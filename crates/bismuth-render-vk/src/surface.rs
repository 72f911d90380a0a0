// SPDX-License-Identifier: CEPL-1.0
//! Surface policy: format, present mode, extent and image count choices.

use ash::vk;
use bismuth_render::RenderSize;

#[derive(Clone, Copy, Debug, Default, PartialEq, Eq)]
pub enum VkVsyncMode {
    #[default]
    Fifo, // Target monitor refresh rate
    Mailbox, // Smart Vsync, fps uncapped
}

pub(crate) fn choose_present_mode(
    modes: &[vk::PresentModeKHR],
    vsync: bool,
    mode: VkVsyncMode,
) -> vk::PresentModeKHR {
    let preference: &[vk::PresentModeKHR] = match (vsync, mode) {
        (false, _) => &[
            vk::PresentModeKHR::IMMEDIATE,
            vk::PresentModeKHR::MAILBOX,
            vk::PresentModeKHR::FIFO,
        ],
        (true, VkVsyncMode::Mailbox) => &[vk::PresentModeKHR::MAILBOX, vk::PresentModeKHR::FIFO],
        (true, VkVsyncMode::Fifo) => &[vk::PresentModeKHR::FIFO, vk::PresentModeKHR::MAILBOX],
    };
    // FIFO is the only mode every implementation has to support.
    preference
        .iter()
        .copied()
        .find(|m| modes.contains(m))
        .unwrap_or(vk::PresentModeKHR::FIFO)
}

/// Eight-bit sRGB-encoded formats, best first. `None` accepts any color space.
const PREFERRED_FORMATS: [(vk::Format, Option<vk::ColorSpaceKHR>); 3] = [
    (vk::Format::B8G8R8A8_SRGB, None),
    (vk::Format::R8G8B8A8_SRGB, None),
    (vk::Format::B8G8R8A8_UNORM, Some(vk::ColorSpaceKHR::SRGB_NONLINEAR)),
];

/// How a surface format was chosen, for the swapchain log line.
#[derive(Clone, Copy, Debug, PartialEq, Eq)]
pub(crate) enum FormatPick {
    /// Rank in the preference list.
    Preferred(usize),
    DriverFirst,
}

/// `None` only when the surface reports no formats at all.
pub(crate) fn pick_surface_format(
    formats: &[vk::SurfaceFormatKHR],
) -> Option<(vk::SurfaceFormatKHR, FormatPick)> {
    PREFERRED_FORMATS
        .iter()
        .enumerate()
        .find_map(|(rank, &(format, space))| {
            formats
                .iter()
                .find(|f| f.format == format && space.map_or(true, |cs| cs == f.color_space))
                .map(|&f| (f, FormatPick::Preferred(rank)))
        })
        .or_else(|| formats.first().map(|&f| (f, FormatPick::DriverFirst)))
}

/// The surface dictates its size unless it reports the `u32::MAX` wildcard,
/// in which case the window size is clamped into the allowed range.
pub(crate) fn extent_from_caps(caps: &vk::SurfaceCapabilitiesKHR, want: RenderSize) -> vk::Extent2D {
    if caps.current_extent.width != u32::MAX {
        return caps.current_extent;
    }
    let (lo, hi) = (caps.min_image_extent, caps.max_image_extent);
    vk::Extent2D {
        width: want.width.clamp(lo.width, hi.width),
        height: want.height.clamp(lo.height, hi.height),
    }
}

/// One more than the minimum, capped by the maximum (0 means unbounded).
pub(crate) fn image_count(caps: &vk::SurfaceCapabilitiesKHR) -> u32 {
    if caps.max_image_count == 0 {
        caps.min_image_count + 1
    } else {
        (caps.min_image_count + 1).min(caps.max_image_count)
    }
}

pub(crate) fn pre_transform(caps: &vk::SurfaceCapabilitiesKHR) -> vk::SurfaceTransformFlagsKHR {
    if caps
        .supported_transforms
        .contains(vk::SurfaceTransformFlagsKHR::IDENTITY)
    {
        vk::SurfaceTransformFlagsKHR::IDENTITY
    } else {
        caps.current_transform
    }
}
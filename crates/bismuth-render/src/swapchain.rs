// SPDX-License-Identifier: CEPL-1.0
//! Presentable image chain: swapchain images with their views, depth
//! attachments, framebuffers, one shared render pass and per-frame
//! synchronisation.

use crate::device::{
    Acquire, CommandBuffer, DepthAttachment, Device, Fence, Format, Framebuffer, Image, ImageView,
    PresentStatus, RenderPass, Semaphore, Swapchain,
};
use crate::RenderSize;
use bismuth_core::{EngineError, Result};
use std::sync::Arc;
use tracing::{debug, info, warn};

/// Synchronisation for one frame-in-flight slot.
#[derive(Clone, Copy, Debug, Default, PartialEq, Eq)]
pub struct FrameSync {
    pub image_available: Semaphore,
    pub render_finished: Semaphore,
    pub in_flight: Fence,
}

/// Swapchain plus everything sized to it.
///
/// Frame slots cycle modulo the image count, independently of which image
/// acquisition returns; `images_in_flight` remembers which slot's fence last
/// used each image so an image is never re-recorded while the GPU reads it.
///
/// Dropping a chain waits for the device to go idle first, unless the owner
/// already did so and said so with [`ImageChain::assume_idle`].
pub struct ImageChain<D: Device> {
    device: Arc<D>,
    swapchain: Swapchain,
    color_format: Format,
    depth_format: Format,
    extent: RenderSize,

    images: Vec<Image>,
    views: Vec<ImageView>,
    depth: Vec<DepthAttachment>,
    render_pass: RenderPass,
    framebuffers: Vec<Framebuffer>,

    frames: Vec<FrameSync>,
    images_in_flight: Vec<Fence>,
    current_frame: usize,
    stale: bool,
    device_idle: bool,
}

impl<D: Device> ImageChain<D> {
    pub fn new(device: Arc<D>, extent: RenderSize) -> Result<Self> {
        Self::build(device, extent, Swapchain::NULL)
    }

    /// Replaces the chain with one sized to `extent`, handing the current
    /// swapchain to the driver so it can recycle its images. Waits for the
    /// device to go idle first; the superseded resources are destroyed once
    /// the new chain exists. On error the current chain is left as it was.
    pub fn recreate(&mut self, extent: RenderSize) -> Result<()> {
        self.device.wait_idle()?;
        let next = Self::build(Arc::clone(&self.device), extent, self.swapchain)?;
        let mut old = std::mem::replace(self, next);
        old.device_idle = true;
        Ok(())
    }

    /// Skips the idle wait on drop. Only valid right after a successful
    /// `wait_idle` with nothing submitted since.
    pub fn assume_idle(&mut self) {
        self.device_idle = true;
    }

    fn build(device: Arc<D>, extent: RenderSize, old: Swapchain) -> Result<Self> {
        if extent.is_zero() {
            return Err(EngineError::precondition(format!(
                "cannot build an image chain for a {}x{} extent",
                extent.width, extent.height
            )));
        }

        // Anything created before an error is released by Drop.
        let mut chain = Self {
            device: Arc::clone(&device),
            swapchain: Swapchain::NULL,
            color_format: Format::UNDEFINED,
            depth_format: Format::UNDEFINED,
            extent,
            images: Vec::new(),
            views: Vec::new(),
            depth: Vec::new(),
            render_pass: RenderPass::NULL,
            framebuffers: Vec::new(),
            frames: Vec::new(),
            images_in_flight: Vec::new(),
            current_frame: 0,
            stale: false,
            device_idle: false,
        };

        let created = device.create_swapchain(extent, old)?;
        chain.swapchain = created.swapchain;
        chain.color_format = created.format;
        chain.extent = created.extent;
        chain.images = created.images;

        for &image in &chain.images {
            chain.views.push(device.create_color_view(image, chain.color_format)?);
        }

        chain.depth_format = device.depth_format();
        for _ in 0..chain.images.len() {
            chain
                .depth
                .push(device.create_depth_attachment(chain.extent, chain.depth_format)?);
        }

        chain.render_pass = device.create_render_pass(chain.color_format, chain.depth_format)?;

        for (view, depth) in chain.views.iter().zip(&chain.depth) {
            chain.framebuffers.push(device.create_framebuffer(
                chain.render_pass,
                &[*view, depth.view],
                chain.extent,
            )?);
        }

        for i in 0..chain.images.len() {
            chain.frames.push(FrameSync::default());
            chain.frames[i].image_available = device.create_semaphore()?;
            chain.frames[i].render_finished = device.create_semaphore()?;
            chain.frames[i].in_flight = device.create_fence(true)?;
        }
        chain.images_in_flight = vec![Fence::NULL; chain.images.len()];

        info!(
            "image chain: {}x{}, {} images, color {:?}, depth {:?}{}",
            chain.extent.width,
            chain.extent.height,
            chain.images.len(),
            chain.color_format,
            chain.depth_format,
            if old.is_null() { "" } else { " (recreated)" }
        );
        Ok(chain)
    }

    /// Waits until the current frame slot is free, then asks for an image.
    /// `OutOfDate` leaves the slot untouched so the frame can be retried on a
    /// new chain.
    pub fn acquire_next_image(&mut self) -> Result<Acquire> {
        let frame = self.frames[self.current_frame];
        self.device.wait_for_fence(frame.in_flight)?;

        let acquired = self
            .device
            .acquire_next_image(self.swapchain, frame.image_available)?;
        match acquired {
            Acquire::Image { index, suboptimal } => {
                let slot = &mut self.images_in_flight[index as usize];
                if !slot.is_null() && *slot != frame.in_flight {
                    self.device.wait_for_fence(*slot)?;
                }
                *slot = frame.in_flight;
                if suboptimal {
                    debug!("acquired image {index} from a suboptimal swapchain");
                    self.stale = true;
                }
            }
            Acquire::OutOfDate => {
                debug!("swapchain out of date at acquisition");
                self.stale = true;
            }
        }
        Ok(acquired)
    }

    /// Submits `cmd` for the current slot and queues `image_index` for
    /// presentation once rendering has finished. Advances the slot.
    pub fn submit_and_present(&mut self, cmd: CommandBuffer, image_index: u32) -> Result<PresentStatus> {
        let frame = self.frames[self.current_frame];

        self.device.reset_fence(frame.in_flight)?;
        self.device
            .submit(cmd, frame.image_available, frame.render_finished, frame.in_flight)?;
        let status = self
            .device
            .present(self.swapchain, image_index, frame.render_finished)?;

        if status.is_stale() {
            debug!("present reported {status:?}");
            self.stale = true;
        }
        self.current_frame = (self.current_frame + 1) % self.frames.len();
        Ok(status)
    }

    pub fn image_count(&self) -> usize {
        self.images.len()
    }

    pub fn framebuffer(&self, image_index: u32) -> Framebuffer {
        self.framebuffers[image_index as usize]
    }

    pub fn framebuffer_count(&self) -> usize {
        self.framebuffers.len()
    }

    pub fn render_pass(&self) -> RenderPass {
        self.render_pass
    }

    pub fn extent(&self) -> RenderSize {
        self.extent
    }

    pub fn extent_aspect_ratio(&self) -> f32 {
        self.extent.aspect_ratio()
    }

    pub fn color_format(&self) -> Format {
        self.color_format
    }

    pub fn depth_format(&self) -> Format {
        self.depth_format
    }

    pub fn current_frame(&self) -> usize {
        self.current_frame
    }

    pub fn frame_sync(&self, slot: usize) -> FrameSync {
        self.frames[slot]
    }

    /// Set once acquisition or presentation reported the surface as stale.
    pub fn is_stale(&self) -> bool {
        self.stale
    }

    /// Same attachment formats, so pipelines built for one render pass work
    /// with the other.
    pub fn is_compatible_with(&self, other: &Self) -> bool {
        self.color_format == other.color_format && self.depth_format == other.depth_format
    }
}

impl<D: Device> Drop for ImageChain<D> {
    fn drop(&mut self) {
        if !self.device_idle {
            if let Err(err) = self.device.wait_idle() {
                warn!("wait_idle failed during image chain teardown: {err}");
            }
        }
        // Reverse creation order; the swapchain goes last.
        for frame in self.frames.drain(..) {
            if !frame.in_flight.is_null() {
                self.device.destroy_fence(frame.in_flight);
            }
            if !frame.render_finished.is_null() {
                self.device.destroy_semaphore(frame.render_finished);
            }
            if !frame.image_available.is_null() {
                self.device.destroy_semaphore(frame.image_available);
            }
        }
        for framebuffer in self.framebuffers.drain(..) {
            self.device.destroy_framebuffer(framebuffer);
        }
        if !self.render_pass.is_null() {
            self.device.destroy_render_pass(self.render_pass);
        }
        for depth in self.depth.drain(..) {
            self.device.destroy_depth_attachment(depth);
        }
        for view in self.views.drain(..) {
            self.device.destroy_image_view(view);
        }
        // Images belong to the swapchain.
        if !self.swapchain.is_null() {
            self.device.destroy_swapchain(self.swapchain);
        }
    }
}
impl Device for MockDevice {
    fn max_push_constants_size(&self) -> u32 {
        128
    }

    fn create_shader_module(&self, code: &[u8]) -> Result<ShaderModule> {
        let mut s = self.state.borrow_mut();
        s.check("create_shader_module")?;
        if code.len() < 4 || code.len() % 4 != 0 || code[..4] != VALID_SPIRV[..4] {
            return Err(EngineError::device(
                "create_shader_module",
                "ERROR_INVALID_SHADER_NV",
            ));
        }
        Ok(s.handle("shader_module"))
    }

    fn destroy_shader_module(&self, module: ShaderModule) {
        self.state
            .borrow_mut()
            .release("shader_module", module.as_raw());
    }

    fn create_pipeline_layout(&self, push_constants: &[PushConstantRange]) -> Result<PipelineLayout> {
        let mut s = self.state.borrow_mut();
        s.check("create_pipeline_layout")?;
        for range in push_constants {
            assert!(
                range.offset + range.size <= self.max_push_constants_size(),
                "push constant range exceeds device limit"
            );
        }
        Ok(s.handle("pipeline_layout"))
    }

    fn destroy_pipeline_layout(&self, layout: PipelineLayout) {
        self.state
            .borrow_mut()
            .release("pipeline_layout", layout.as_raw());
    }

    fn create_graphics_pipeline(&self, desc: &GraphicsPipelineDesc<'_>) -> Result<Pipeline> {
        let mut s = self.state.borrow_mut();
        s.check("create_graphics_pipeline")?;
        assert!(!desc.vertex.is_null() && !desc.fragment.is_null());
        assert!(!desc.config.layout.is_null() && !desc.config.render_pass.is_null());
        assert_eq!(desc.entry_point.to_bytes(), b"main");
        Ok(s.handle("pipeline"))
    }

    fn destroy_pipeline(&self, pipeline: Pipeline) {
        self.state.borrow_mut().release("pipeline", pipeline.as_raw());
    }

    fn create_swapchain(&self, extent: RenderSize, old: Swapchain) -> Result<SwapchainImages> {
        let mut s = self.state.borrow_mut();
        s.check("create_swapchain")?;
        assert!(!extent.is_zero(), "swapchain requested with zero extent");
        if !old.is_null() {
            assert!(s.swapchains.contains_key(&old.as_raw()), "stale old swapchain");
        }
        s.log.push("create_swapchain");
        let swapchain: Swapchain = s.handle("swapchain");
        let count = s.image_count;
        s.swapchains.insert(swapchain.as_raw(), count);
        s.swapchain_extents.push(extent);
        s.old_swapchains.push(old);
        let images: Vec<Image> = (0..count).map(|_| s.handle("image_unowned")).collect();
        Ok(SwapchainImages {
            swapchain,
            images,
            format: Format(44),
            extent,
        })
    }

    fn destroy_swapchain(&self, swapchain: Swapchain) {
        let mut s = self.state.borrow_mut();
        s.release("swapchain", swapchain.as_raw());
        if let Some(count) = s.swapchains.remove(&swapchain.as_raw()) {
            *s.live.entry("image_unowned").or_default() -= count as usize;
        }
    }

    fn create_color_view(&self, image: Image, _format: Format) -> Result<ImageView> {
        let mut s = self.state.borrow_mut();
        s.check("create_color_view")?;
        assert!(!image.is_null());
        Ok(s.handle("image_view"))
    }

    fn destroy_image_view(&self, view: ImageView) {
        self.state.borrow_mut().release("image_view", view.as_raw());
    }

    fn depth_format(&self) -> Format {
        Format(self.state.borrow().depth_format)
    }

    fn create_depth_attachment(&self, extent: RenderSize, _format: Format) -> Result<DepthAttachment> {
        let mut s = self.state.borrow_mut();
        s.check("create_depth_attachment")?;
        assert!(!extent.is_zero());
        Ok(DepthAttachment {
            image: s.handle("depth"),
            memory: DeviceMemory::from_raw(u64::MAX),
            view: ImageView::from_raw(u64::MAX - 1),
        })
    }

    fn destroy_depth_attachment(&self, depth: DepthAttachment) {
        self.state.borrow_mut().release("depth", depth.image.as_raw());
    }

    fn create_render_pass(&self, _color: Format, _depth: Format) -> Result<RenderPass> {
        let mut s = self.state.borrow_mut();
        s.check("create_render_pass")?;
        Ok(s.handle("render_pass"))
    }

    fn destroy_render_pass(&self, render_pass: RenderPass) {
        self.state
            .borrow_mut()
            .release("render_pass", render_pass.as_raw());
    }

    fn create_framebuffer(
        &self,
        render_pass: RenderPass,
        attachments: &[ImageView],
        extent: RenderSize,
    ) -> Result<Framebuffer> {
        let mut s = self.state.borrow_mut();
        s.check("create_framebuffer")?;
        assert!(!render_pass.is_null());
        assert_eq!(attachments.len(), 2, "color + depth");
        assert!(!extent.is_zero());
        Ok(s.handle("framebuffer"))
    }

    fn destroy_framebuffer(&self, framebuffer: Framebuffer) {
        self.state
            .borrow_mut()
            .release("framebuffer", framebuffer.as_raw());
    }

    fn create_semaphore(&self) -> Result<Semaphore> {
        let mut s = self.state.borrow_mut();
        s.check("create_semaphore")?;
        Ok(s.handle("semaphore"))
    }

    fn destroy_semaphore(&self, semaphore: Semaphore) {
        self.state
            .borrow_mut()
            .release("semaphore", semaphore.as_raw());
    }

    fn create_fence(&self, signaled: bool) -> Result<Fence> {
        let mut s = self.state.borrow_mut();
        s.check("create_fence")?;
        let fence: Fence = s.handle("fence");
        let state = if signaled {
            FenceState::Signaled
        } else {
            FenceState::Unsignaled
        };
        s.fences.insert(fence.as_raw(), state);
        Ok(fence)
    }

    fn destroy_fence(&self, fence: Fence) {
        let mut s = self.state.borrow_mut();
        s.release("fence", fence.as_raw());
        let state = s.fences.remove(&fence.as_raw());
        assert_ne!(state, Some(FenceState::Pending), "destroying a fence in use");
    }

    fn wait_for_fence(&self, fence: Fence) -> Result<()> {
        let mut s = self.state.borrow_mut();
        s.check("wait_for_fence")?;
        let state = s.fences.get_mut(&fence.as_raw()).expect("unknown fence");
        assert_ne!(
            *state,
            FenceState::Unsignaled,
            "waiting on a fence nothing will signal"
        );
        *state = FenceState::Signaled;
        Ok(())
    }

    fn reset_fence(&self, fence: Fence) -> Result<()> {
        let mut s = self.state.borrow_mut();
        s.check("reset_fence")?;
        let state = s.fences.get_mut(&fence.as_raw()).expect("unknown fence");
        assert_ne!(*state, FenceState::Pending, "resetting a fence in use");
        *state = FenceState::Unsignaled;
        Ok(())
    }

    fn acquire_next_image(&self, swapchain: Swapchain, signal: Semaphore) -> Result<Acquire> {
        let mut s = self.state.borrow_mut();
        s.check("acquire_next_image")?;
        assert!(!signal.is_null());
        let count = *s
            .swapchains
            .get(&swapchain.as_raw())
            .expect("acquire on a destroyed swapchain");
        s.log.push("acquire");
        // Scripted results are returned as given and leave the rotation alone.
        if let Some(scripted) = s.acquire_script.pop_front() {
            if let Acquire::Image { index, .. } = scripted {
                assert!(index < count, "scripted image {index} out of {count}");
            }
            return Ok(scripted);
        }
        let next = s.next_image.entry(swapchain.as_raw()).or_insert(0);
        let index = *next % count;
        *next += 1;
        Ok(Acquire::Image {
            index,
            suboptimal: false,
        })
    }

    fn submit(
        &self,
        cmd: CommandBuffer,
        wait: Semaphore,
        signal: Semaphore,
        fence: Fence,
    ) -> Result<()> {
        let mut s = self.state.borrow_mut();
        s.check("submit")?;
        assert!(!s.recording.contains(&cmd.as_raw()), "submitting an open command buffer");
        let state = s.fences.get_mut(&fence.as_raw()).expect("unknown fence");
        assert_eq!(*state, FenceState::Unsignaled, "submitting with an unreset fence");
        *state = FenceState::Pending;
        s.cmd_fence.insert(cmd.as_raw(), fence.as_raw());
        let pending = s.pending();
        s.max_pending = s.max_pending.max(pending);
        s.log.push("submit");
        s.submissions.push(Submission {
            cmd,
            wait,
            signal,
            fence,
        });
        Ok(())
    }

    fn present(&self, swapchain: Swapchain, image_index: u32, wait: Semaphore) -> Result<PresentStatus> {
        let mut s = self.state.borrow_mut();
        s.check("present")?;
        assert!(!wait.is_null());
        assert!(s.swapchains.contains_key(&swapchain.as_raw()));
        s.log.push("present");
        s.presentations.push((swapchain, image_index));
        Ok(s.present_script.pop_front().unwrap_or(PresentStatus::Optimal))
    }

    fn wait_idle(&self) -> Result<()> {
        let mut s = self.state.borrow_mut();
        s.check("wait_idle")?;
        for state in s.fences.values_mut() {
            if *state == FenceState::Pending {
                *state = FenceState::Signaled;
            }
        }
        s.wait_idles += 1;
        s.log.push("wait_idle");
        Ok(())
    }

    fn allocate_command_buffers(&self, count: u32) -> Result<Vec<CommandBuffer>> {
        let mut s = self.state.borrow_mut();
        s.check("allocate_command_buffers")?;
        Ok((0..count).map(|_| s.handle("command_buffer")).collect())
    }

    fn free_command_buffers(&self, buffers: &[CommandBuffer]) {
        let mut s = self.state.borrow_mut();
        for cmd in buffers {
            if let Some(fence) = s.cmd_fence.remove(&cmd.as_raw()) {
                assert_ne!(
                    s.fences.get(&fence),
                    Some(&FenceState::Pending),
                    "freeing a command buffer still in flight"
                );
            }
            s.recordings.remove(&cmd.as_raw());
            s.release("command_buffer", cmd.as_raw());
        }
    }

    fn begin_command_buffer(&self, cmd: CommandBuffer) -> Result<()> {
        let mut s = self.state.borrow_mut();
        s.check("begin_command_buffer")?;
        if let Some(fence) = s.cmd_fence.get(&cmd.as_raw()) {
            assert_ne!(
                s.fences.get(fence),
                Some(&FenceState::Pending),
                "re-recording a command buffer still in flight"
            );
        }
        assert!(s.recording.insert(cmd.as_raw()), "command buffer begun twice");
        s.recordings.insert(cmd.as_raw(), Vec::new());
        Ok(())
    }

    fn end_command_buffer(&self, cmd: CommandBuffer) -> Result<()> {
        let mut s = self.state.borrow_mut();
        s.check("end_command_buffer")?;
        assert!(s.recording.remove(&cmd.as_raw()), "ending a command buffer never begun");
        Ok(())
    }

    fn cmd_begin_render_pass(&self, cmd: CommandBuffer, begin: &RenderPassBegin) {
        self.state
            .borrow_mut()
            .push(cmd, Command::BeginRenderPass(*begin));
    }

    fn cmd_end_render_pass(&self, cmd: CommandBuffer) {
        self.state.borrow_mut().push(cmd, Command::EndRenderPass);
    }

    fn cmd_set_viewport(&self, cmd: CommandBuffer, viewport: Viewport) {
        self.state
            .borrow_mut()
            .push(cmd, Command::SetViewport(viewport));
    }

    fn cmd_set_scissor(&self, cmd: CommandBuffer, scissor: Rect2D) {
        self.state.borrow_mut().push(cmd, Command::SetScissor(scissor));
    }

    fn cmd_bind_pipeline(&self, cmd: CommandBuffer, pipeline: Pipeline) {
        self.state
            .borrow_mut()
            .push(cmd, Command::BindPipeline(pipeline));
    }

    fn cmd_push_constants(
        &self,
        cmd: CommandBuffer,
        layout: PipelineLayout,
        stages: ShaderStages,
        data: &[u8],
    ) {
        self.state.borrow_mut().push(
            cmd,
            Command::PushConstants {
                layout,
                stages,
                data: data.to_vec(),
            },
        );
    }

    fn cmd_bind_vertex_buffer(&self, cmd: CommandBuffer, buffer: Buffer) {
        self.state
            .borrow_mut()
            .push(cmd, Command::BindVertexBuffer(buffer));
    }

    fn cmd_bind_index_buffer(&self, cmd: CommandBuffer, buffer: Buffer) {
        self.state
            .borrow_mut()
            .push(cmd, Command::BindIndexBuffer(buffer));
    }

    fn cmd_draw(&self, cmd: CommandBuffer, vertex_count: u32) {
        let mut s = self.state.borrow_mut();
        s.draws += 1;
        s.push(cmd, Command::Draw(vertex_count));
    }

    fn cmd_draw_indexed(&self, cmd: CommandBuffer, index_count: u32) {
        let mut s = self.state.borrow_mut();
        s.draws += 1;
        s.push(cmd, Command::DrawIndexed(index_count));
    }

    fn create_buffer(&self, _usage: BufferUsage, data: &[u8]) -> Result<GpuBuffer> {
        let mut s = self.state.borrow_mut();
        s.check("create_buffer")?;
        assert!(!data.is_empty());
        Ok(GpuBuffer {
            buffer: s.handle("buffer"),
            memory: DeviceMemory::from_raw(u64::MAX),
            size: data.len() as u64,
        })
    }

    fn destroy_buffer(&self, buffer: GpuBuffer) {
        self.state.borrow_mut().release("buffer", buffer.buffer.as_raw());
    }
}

__________________________________________________

**EXERCISE DIRECTIONS**
Scan the material above for the string "framebuffers". Return each line where it occurs.

**TASK RESULT**
//! attachments, framebuffers, one shared render pass and per-frame
    framebuffers: Vec<Framebuffer>,
            framebuffers: Vec::new(),
            chain.framebuffers.push(device.create_framebuffer(
        self.framebuffers[image_index as usize]
        self.framebuffers.len()
        for framebuffer in self.framebuffers.drain(..) {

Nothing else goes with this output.